Nearly one out of five serial murderers are women. In fact, they are often more deadly and more prolific than typical male serial killers. Female serial killers are described as the “quiet killers” because they rarely leave bodies dumped by the roadside, which alarm a community. Their killing careers last twice as long as men’s: eight years for women to the male serial killer’s average of just over four years. Their killing is often committed at home of in a professional setting such as a hospital, retirement home, boardinghouse, or hotel, where sometimes it is not even notices or recognised as a murder. A study of incarcerated female non-serial murderers found out that on average 77 percent were unemployed when they committed their offends, 65 percent were black, and 76 percent had children, and their median age was twenty-seven. Female killers are young and poor, and often function in a socioeconomic class where interpersonal violence is more frequent and “acceptable.”

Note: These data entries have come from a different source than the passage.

//! Application state

use std::sync::Arc;

use latchkey_auth_core::{Argon2Hasher, AuthStore, OsTokenSource};
use latchkey_db::SnapshotRepository;
use tokio::sync::Mutex;

use crate::config::Config;

/// Type alias for the store with production collaborators
pub type AuthStoreImpl = AuthStore<Argon2Hasher, OsTokenSource>;

/// Application state shared across handlers
#[derive(Clone)]
pub struct AppState {
    /// Authorization store
    pub store: Arc<AuthStoreImpl>,
    /// Where snapshots are written after each mutation
    pub snapshots: Arc<dyn SnapshotRepository>,
    /// Held from the start of a mutation until its snapshot is durable
    pub(crate) persist_gate: Arc<Mutex<()>>,
    /// Application configuration
    pub config: Arc<Config>,
}

impl AppState {
    /// Create new application state
    pub fn new(
        store: AuthStoreImpl,
        snapshots: Arc<dyn SnapshotRepository>,
        config: Config,
    ) -> Self {
        Self {
            store: Arc::new(store),
            snapshots,
            persist_gate: Arc::new(Mutex::new(())),
            config: Arc::new(config),
        }
    }

    /// Get request timeout from config
    pub fn request_timeout(&self) -> std::time::Duration {
        self.config.request_timeout
    }
}
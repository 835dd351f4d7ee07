//! Command endpoint

use std::time::Instant;

use axum::body::Bytes;
use axum::extract::{Path, State};
use axum::Json;
use latchkey_types::Command;
use serde_json::Value;

use crate::commands;
use crate::error::{ApiError, ApiResult};
use crate::state::AppState;

/// POST /cmd/{group}/{name}
///
/// The body is decoded by the dispatcher rather than a `Json` extractor so
/// malformed input gets the same error envelope as every other failure.
pub async fn command(
    State(state): State<AppState>,
    Path((group, name)): Path<(String, String)>,
    body: Bytes,
) -> ApiResult<Json<Value>> {
    let full_name = format!("{group}/{name}");
    let Some(command) = Command::from_name(&full_name) else {
        tracing::debug!(command = %full_name, "Unknown command");
        return Err(ApiError::UnknownCommand(full_name));
    };

    let start = Instant::now();
    let result = commands::execute(&state, command, &body).await;

    let outcome = match &result {
        Ok(_) => "ok",
        Err(e) => e.error_code(),
    };
    metrics::counter!(
        "latchkey_commands_total",
        "command" => command.name(),
        "outcome" => outcome
    )
    .increment(1);
    metrics::histogram!("latchkey_command_duration_seconds", "command" => command.name())
        .record(start.elapsed().as_secs_f64());

    result.map(Json)
}
//! Configuration types for the authorization store

/// Argon2id cost parameters
#[derive(Debug, Clone, Copy, PartialEq, Eq)]
pub struct HashParams {
    /// Memory cost in KiB
    pub memory_kib: u32,
    /// Number of passes
    pub iterations: u32,
    /// Degree of parallelism
    pub parallelism: u32,
}

impl Default for HashParams {
    fn default() -> Self {
        Self {
            memory_kib: argon2::Params::DEFAULT_M_COST,
            iterations: argon2::Params::DEFAULT_T_COST,
            parallelism: argon2::Params::DEFAULT_P_COST,
        }
    }
}

impl HashParams {
    /// Smallest parameters Argon2 accepts. Only for tests and benchmarks.
    pub fn insecure_fast() -> Self {
        Self {
            memory_kib: argon2::Params::MIN_M_COST.max(8),
            iterations: 1,
            parallelism: 1,
        }
    }
}

/// Auth core configuration
#[derive(Debug, Clone)]
pub struct AuthConfig {
    /// Password hashing cost
    pub hash: HashParams,
    /// Random bytes per session token / invite code (hex doubles the length)
    pub token_bytes: usize,
}

impl AuthConfig {
    /// Minimum random bytes in a token (128 bits)
    pub const MIN_TOKEN_BYTES: usize = 16;

    /// Default random bytes in a token (256 bits)
    pub const DEFAULT_TOKEN_BYTES: usize = 32;

    /// Create a config with default hashing cost and token length
    pub fn new() -> Self {
        Self {
            hash: HashParams::default(),
            token_bytes: Self::DEFAULT_TOKEN_BYTES,
        }
    }

    /// Set hashing cost
    pub fn with_hash_params(mut self, hash: HashParams) -> Self {
        self.hash = hash;
        self
    }

    /// Set token length, clamped to the minimum
    pub fn with_token_bytes(mut self, token_bytes: usize) -> Self {
        self.token_bytes = token_bytes.max(Self::MIN_TOKEN_BYTES);
        self
    }
}

impl Default for AuthConfig {
    fn default() -> Self {
        Self::new()
    }
}
//! Identity, session token and invite code types
//!
//! All three are opaque strings on the wire. Identities compare by exact byte
//! match: no case folding, no trimming, no Unicode normalization.

use serde::{Deserialize, Serialize};

/// Unique account key (typically an email address)
#[derive(Debug, Clone, PartialEq, Eq, PartialOrd, Ord, Hash, Serialize, Deserialize)]
#[serde(transparent)]
pub struct Identity(String);

impl Identity {
    /// Wrap a raw identity string
    pub fn new(value: impl Into<String>) -> Self {
        Self(value.into())
    }

    /// Borrow the identity as a string slice
    pub fn as_str(&self) -> &str {
        &self.0
    }
}

impl std::fmt::Display for Identity {
    fn fmt(&self, f: &mut std::fmt::Formatter<'_>) -> std::fmt::Result {
        f.write_str(&self.0)
    }
}

impl From<&str> for Identity {
    fn from(value: &str) -> Self {
        Self(value.to_string())
    }
}

impl From<String> for Identity {
    fn from(value: String) -> Self {
        Self(value)
    }
}

/// Opaque bearer credential bound to one identity
#[derive(Clone, PartialEq, Eq, PartialOrd, Ord, Hash, Serialize, Deserialize)]
#[serde(transparent)]
pub struct SessionToken(String);

impl SessionToken {
    /// Wrap a raw token string
    pub fn new(value: impl Into<String>) -> Self {
        Self(value.into())
    }

    /// Borrow the raw token
    pub fn as_str(&self) -> &str {
        &self.0
    }

    /// Consume into the raw token string
    pub fn into_inner(self) -> String {
        self.0
    }
}

impl std::fmt::Debug for SessionToken {
    fn fmt(&self, f: &mut std::fmt::Formatter<'_>) -> std::fmt::Result {
        f.write_str("SessionToken([REDACTED])")
    }
}

impl From<&str> for SessionToken {
    fn from(value: &str) -> Self {
        Self(value.to_string())
    }
}

/// Single-use credential gating account creation
#[derive(Clone, PartialEq, Eq, PartialOrd, Ord, Hash, Serialize, Deserialize)]
#[serde(transparent)]
pub struct InviteCode(String);

impl InviteCode {
    /// Wrap a raw invite code
    pub fn new(value: impl Into<String>) -> Self {
        Self(value.into())
    }

    /// Borrow the raw code
    pub fn as_str(&self) -> &str {
        &self.0
    }

    /// Consume into the raw code string
    pub fn into_inner(self) -> String {
        self.0
    }
}

impl std::fmt::Debug for InviteCode {
    fn fmt(&self, f: &mut std::fmt::Formatter<'_>) -> std::fmt::Result {
        f.write_str("InviteCode([REDACTED])")
    }
}

impl From<&str> for InviteCode {
    fn from(value: &str) -> Self {
        Self(value.to_string())
    }
}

The statistics for specifically female serial killers are substantially different: 95 percent were white, their median age was thirty and only 10 percent were known to be unemployed, while 10 percent were skilled workers, 15 percent were semiskilled, and 11 percent were other, such as self-employed or business proprietors (and 42 percent unknown). Poor unemployed women living in a society where often responding with interpersonal violence is the only way to survive may commit a spontaneous homicide in the heat of a moment. But the more middle-class female serial killers contemplated and planned their murders carefully.
The motives of female serial killers are substantially different from those of the female single killer or even the male serial killer. On average, 74 percent of female serial killers were at least in part motivated by personal financial gain, a sad reflection on their middle-class aspirations.